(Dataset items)
==========

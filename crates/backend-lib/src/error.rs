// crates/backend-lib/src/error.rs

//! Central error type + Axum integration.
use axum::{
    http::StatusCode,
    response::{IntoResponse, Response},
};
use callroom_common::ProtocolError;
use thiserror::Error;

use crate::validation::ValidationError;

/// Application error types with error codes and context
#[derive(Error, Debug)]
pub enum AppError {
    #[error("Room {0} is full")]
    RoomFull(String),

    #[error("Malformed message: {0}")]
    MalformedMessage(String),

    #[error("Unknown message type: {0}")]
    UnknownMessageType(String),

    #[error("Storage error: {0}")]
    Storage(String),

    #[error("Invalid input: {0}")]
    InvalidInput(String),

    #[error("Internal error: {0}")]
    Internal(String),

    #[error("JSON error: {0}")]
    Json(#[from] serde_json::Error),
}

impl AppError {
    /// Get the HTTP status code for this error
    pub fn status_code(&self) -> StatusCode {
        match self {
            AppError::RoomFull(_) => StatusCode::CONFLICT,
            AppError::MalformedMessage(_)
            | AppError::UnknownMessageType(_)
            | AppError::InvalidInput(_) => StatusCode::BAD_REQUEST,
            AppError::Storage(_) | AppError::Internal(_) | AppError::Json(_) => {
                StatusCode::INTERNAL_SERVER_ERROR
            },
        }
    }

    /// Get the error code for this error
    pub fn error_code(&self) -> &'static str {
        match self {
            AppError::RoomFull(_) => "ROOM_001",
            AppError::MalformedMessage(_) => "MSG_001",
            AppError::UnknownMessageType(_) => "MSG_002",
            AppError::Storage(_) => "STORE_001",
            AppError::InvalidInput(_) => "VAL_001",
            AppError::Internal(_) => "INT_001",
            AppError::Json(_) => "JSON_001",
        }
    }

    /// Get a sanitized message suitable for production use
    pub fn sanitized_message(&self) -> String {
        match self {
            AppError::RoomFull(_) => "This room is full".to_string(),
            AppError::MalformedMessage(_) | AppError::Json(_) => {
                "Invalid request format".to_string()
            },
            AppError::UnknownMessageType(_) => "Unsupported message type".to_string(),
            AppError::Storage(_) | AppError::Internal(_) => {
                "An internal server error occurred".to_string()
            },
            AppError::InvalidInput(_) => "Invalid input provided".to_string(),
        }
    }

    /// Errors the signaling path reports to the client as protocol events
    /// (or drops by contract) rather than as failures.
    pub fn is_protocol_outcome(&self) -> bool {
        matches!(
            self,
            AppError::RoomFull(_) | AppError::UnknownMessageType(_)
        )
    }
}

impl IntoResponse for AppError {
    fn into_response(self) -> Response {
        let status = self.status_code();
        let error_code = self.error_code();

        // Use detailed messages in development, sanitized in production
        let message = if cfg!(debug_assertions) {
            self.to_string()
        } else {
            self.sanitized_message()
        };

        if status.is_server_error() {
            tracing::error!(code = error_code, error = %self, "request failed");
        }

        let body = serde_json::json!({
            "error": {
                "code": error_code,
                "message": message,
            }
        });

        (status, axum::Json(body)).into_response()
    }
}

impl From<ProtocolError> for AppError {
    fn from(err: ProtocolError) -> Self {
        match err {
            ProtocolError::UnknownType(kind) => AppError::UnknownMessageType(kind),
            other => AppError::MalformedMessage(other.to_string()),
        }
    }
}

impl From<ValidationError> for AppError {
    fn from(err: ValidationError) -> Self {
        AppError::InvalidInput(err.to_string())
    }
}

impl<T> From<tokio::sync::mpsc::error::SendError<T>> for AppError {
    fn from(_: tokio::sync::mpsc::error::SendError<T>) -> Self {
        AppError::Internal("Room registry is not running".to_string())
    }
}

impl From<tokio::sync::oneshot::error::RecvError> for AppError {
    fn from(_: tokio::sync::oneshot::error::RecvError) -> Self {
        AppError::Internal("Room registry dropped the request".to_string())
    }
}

==========

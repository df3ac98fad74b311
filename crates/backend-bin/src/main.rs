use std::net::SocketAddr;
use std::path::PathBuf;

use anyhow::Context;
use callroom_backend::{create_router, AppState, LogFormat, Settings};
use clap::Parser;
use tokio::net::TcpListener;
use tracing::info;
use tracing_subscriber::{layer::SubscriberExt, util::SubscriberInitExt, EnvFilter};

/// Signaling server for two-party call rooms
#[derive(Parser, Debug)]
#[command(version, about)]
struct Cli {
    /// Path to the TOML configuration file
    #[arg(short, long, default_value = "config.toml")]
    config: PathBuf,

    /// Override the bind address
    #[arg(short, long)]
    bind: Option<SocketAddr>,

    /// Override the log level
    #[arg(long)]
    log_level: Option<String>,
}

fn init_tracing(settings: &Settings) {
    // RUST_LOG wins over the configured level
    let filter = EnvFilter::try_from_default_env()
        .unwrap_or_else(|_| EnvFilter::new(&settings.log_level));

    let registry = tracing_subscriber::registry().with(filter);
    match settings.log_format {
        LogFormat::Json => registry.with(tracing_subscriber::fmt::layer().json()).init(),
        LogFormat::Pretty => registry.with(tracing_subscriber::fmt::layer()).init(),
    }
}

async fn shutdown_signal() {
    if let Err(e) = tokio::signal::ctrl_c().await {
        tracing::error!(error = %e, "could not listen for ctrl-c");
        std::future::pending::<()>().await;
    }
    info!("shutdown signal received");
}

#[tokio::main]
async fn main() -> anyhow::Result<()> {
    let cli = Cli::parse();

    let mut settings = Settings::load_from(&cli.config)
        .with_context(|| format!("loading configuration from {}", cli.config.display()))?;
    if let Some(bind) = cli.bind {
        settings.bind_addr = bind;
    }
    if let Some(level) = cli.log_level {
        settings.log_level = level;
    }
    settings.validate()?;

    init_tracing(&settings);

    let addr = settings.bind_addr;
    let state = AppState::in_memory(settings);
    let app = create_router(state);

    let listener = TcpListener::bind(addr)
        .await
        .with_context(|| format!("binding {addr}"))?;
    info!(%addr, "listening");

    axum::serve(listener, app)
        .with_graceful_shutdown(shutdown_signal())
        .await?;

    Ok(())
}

==========

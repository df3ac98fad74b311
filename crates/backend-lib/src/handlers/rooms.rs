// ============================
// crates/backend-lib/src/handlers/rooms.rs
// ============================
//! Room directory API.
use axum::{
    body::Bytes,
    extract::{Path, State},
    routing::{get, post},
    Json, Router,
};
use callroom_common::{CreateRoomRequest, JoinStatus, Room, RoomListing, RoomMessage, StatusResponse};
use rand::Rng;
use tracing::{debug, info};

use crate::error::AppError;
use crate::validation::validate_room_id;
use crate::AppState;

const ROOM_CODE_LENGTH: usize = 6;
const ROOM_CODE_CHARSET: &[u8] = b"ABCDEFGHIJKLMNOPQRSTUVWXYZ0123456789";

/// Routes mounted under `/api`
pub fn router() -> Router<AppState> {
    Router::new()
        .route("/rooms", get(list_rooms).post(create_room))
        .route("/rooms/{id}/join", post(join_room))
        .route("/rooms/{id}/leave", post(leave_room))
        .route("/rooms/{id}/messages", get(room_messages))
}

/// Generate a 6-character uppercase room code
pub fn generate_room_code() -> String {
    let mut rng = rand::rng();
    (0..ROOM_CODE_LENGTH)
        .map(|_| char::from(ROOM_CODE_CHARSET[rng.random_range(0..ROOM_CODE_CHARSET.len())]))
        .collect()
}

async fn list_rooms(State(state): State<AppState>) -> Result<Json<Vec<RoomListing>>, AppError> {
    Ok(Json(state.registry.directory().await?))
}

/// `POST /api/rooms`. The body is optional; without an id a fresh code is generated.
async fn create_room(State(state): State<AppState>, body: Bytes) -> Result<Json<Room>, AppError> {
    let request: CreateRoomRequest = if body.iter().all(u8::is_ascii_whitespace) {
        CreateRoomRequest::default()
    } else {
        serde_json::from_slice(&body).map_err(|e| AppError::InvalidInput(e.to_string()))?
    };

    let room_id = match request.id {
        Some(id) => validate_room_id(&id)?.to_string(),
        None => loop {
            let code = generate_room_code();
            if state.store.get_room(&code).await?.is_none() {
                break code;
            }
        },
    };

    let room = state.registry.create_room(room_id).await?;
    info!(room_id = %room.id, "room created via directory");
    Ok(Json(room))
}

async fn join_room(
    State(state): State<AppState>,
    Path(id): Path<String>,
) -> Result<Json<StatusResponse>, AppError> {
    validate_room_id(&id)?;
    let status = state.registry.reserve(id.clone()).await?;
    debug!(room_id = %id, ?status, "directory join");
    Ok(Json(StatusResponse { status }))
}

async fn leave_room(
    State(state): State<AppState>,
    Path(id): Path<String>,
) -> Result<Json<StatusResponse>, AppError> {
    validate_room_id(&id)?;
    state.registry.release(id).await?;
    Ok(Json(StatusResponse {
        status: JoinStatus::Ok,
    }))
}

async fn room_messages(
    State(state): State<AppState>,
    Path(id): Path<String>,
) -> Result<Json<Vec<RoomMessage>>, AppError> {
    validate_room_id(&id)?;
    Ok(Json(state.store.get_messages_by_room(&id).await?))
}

==========

For every line above in which the string "mpsc" appears, add one; please give the final count and nothing else.

__RESULT FOR THIS TASK__
2